Peut-être tous ces commerces sont récent ? Non. Dans Le Guide du Routard « Paris Exotique » paru en 1999 édité par Hachette, la Goutte d’Or apparait dès la première phrase d’introduction et le marché Dejean apparait quelque ligne plus loin. Sur Google Street View nous pouvons remonter jusqu’en 2008, date à laquelle bon nombre des magasins existe déjà. 

Comment un quartier aussi actif commercialement peut-il être aussi peu représenté dans notre cartographie numérique ? Comment expliquer que près de 40 % des commerces alimentaires que j’ai recensés n’apparaissent pas sur Google Maps ?
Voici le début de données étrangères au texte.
//! Layout tag codecs.
//!
//! Each element owns one opaque `u64` layout tag. Its meaning belongs to the
//! algorithm of the element's parent, never to the element itself. Every
//! algorithm that reads tags defines its own field layout here, as a pair of
//! `From` conversions to and from `u64`.
//!
//! Decoding is total: any bit pattern decodes to some value. Values the
//! owning algorithm cannot use (an unknown dock side, a zero span) are
//! clamped by that algorithm, not rejected here.

/// Absolute offset of a child inside a canvas.
///
/// Layout: `left` as IEEE-754 bits in the low 32 bits, `top` in the high 32 bits.
#[derive(Debug, Clone, Copy, PartialEq, Default)]
pub struct CanvasTag {
    pub left: f32,
    pub top: f32,
}

impl CanvasTag {
    pub const fn new(left: f32, top: f32) -> Self {
        Self { left, top }
    }
}

impl From<u64> for CanvasTag {
    fn from(raw: u64) -> Self {
        Self {
            left: f32::from_bits(raw as u32),
            top: f32::from_bits((raw >> 32) as u32),
        }
    }
}

impl From<CanvasTag> for u64 {
    fn from(tag: CanvasTag) -> Self {
        u64::from(tag.left.to_bits()) | (u64::from(tag.top.to_bits()) << 32)
    }
}

/// The edge of the remaining area a docked child attaches to.
#[derive(Debug, Clone, Copy, PartialEq, Eq, Default)]
pub enum DockTag {
    #[default]
    Left,
    Top,
    Right,
    Bottom,
}

impl DockTag {
    /// Whether `raw` is one of the four encoded sides.
    pub fn is_valid_raw(raw: u64) -> bool {
        raw <= DockTag::Bottom as u64
    }
}

impl From<u64> for DockTag {
    fn from(raw: u64) -> Self {
        match raw {
            1 => DockTag::Top,
            2 => DockTag::Right,
            3 => DockTag::Bottom,
            // Out-of-range values fall back to the default side.
            _ => DockTag::Left,
        }
    }
}

impl From<DockTag> for u64 {
    fn from(tag: DockTag) -> Self {
        tag as u64
    }
}

/// Cell placement of a child inside a grid.
///
/// Layout: `row` in bits 0-15, `column` in 16-31, `row_span` in 32-47 and
/// `column_span` in 48-63. A raw tag of zero decodes to spans of zero, which
/// the grid treats as one.
#[derive(Debug, Clone, Copy, PartialEq, Eq)]
pub struct GridTag {
    pub row: u16,
    pub column: u16,
    pub row_span: u16,
    pub column_span: u16,
}

impl Default for GridTag {
    fn default() -> Self {
        Self::new(0, 0)
    }
}

impl GridTag {
    /// Place in a single cell.
    pub const fn new(row: u16, column: u16) -> Self {
        Self::spanning(row, column, 1, 1)
    }

    /// Place across `row_span` rows and `column_span` columns.
    pub const fn spanning(row: u16, column: u16, row_span: u16, column_span: u16) -> Self {
        Self {
            row,
            column,
            row_span,
            column_span,
        }
    }
}

impl From<u64> for GridTag {
    fn from(raw: u64) -> Self {
        Self {
            row: raw as u16,
            column: (raw >> 16) as u16,
            row_span: (raw >> 32) as u16,
            column_span: (raw >> 48) as u16,
        }
    }
}

impl From<GridTag> for u64 {
    fn from(tag: GridTag) -> Self {
        u64::from(tag.row)
            | (u64::from(tag.column) << 16)
            | (u64::from(tag.row_span) << 32)
            | (u64::from(tag.column_span) << 48)
    }
}

#[cfg(test)]
mod tests {
    use super::*;
    use proptest::prelude::*;

    #[test]
    fn test_grid_tag_layout() {
        let raw = u64::from(GridTag::spanning(1, 2, 3, 4));
        assert_eq!(raw, 0x0004_0003_0002_0001);
        assert_eq!(GridTag::default(), GridTag::spanning(0, 0, 1, 1));
    }

    #[test]
    fn test_zero_tag_decodes_for_every_algorithm() {
        assert_eq!(DockTag::from(0), DockTag::Left);
        assert_eq!(CanvasTag::from(0), CanvasTag::new(0.0, 0.0));
        assert_eq!(GridTag::from(0), GridTag::spanning(0, 0, 0, 0));
    }

    #[test]
    fn test_dock_out_of_range_is_left() {
        assert_eq!(DockTag::from(4), DockTag::Left);
        assert_eq!(DockTag::from(u64::MAX), DockTag::Left);
        assert!(!DockTag::is_valid_raw(4));
        assert!(DockTag::is_valid_raw(3));
    }

    #[test]
    fn test_canvas_tag_halves() {
        let raw = u64::from(CanvasTag::new(1.5, -2.0));
        assert_eq!(raw as u32, 1.5f32.to_bits());
        assert_eq!((raw >> 32) as u32, (-2.0f32).to_bits());
    }

    proptest! {
        #[test]
        fn grid_tag_round_trips(row: u16, column: u16, row_span: u16, column_span: u16) {
            let tag = GridTag::spanning(row, column, row_span, column_span);
            prop_assert_eq!(GridTag::from(u64::from(tag)), tag);
        }

        #[test]
        fn canvas_tag_round_trips_bitwise(left: f32, top: f32) {
            let decoded = CanvasTag::from(u64::from(CanvasTag::new(left, top)));
            prop_assert_eq!(decoded.left.to_bits(), left.to_bits());
            prop_assert_eq!(decoded.top.to_bits(), top.to_bits());
        }

        #[test]
        fn dock_tag_round_trips(raw in 0u64..4) {
            let tag = DockTag::from(raw);
            prop_assert_eq!(u64::from(tag), raw);
            prop_assert_eq!(DockTag::from(u64::from(tag)), tag);
        }

        #[test]
        fn raw_tags_re_encode_identically(raw: u64) {
            prop_assert_eq!(u64::from(GridTag::from(raw)), raw);
            prop_assert_eq!(u64::from(CanvasTag::from(raw)), raw);
        }
    }
}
A gauche, photo que j’ai prise le 22/04/2025 avec mon appareil photo du magasin « Horizon Uni ». A droite, capture d’écran de Google Street View de 2008 du magasin « Horizon Uni ».

A gauche, photo que j’ai prise le 22/04/2025 avec mon appareil photo du magasin « poissonnerie du château rouge ». A droite, capture d’écran de Google Street View de 2008 du magasin « poissonnerie du château rouge ».

A gauche, photo que j’ai prise le 22/04/2025 avec mon appareil photo du magasin « Pomi ». A droite, capture d’écran de Google Street View de 2008 du magasin « Au Cochon d’Or » remplacer par Pomi en 2018.

Ces commerces qui ne sont pas mis en avant par Google sont pourtant bien visibles à ceux qui arpentent le quartier. Ils nourrissent, habillent, font lien. Ce sont des lieux de vie, des repères du quotidien, absents de notre réalité numérique. Or, au-delà de ses grands symboles et de ses rumeurs, Barbès existe à travers celles et ceux qui y marchent, y vivent, y échangent. Est-ce que Google Maps est le bon outil pour cartographier ce réseau dense, mouvant, humain ?

Barbès n’a jamais eu besoin du numérique pour exister ; c’est peut-être cette absence en ligne qui lui permet de traverser le temps, de résister aux mutations de la ville, et de rester, envers et contre tout, presque intemporelle.